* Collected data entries
-*-*-
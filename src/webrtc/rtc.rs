//! `rustrtc` implementation of the peer-connection capability.
//!
//! rustrtc has no negotiation-needed callback; the first data channel
//! created before a local description exists raises
//! [`PeerEvent::NegotiationNeeded`] instead. Candidate and state
//! subscriptions are forwarded into the [`PeerEvents`] stream by a task
//! owned by the connection.

use std::collections::VecDeque;
use std::sync::atomic::{AtomicBool, Ordering};
use std::sync::Arc;

use async_trait::async_trait;
use rustrtc::transports::ice::IceCandidate;
use rustrtc::transports::sctp::DataChannel as RtcChannel;
use rustrtc::{DataChannelEvent, RtcConfiguration, SdpType, SessionDescription};
use tokio::sync::mpsc;
use tokio::task::JoinHandle;

use super::peer::{
    DataChannel, IceServer, PeerConnection, PeerConnector, PeerEvent, PeerEvents, PeerState,
};
use crate::error::{RelayError, Result};

/// Creates rustrtc peer connections.
#[derive(Debug, Default, Clone, Copy)]
pub struct RtcConnector;

impl PeerConnector for RtcConnector {
    fn create(&self, ice_servers: Vec<IceServer>) -> Result<(Arc<dyn PeerConnection>, PeerEvents)> {
        let config = RtcConfiguration {
            ice_servers: ice_servers
                .iter()
                .map(|s| rustrtc::IceServer {
                    urls: s.urls.clone(),
                    username: s.username.clone(),
                    credential: s.credential.clone(),
                    credential_type: rustrtc::IceCredentialType::Password,
                })
                .collect(),
            ..Default::default()
        };
        let pc = rustrtc::PeerConnection::new(config);

        let (events_tx, events_rx) = mpsc::unbounded_channel();
        let forwarder = spawn_forwarder(&pc, events_tx.clone());

        let connection = RtcPeerConnection {
            pc,
            ice_servers,
            events: events_tx,
            negotiation_requested: AtomicBool::new(false),
            forwarder,
        };
        Ok((Arc::new(connection), events_rx))
    }
}

fn map_state(state: rustrtc::PeerConnectionState) -> PeerState {
    match state {
        rustrtc::PeerConnectionState::Connected => PeerState::Connected,
        rustrtc::PeerConnectionState::Disconnected => PeerState::Disconnected,
        rustrtc::PeerConnectionState::Failed => PeerState::Failed,
        rustrtc::PeerConnectionState::Closed => PeerState::Closed,
        rustrtc::PeerConnectionState::New => PeerState::New,
        _ => PeerState::Connecting,
    }
}

fn spawn_forwarder(
    pc: &rustrtc::PeerConnection,
    events: mpsc::UnboundedSender<PeerEvent>,
) -> JoinHandle<()> {
    let mut ice_rx = pc.subscribe_ice_candidates();
    let mut state_rx = pc.subscribe_peer_state();

    tokio::spawn(async move {
        let mut gathering = true;
        loop {
            tokio::select! {
                candidate = ice_rx.recv(), if gathering => {
                    let event = match candidate {
                        Ok(candidate) => {
                            PeerEvent::LocalCandidate(Some(format!("candidate:{}", candidate.to_sdp())))
                        }
                        Err(tokio::sync::broadcast::error::RecvError::Lagged(n)) => {
                            log::warn!("[WebRTC] Dropped {n} local candidates");
                            continue;
                        }
                        Err(tokio::sync::broadcast::error::RecvError::Closed) => {
                            gathering = false;
                            PeerEvent::LocalCandidate(None)
                        }
                    };
                    if events.send(event).is_err() {
                        break;
                    }
                }
                changed = state_rx.changed() => {
                    if changed.is_err() {
                        break;
                    }
                    let state = map_state(*state_rx.borrow());
                    log::info!("[WebRTC] Connection state changed: {state:?}");
                    if events.send(PeerEvent::StateChanged(state)).is_err() {
                        break;
                    }
                }
            }
        }
    })
}

struct RtcPeerConnection {
    pc: rustrtc::PeerConnection,
    ice_servers: Vec<IceServer>,
    events: mpsc::UnboundedSender<PeerEvent>,
    negotiation_requested: AtomicBool,
    forwarder: JoinHandle<()>,
}

impl Drop for RtcPeerConnection {
    fn drop(&mut self) {
        self.forwarder.abort();
    }
}

#[async_trait]
impl PeerConnection for RtcPeerConnection {
    async fn create_offer(&self) -> Result<String> {
        let offer = self
            .pc
            .create_offer()
            .await
            .map_err(|e| RelayError::Negotiation(format!("Failed to create offer: {e}")))?;
        Ok(offer.to_sdp_string())
    }

    async fn set_local_description(&self, sdp: &str) -> Result<()> {
        let offer = SessionDescription::parse(SdpType::Offer, sdp)
            .map_err(|e| RelayError::Negotiation(format!("Invalid local SDP: {e}")))?;
        self.pc
            .set_local_description(offer)
            .map_err(|e| RelayError::Negotiation(format!("Failed to set local description: {e}")))
    }

    async fn set_remote_description(&self, sdp: &str) -> Result<()> {
        let answer = SessionDescription::parse(SdpType::Answer, sdp)
            .map_err(|e| RelayError::Negotiation(format!("Invalid SDP answer: {e}")))?;
        self.pc
            .set_remote_description(answer)
            .await
            .map_err(|e| RelayError::Negotiation(format!("Failed to set remote description: {e}")))
    }

    async fn add_ice_candidate(&self, candidate: &str) -> Result<()> {
        let sdp = candidate.trim_start_matches("candidate:");
        let candidate = IceCandidate::from_sdp(sdp)
            .map_err(|e| RelayError::Negotiation(format!("Failed to parse ICE candidate: {e}")))?;
        self.pc
            .add_ice_candidate(candidate)
            .map_err(|e| RelayError::Negotiation(format!("Failed to add ICE candidate: {e}")))
    }

    async fn create_data_channel(&self, label: &str) -> Result<Box<dyn DataChannel>> {
        let dc = self
            .pc
            .create_data_channel(label, None)
            .map_err(|e| RelayError::Negotiation(format!("Failed to create data channel: {e}")))?;

        if !self.negotiation_requested.swap(true, Ordering::SeqCst) {
            let _ = self.events.send(PeerEvent::NegotiationNeeded);
        }

        Ok(Box::new(RtcDataChannel {
            pc: self.pc.clone(),
            dc,
            label: label.to_string(),
            pending: VecDeque::new(),
            open: false,
            closed: false,
        }))
    }

    fn connection_state(&self) -> PeerState {
        map_state(*self.pc.subscribe_peer_state().borrow())
    }

    fn ice_servers(&self) -> Vec<IceServer> {
        self.ice_servers.clone()
    }

    fn close(&self) {
        self.forwarder.abort();
        self.pc.close();
    }
}

struct RtcDataChannel {
    pc: rustrtc::PeerConnection,
    dc: Arc<RtcChannel>,
    label: String,
    pending: VecDeque<Vec<u8>>,
    open: bool,
    closed: bool,
}

#[async_trait]
impl DataChannel for RtcDataChannel {
    fn label(&self) -> &str {
        &self.label
    }

    async fn wait_open(&mut self) -> Result<()> {
        while !self.open {
            match self.dc.recv().await {
                Some(DataChannelEvent::Open) => {
                    log::debug!("[WebRTC] Data channel {} open", self.label);
                    self.open = true;
                }
                Some(DataChannelEvent::Message(data)) => {
                    self.open = true;
                    self.pending.push_back(data.to_vec());
                }
                Some(DataChannelEvent::Close) | None => {
                    self.closed = true;
                    return Err(RelayError::ConnectionClosed);
                }
            }
        }
        Ok(())
    }

    async fn send(&mut self, data: &[u8]) -> Result<()> {
        if self.closed {
            return Err(RelayError::ConnectionClosed);
        }
        self.pc
            .send_data(self.dc.id, data)
            .await
            .map_err(|e| RelayError::Transport(format!("Data channel send failed: {e}")))?;
        Ok(())
    }

    async fn recv(&mut self) -> Result<Option<Vec<u8>>> {
        if let Some(data) = self.pending.pop_front() {
            return Ok(Some(data));
        }
        if self.closed {
            return Ok(None);
        }
        loop {
            match self.dc.recv().await {
                Some(DataChannelEvent::Message(data)) => return Ok(Some(data.to_vec())),
                Some(DataChannelEvent::Open) => self.open = true,
                Some(DataChannelEvent::Close) | None => {
                    self.closed = true;
                    return Ok(None);
                }
            }
        }
    }

    async fn close(&mut self) {
        // rustrtc tears SCTP streams down with the association; locally the
        // channel stops carrying traffic.
        self.closed = true;
        self.pending.clear();
    }
}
-*-*-
* TASK OBJECTIVE
Among the entries, find each line that includes the string "transports" and copy it.

* ANSWER BOX
use rustrtc::transports::ice::IceCandidate;
use rustrtc::transports::sctp::DataChannel as RtcChannel;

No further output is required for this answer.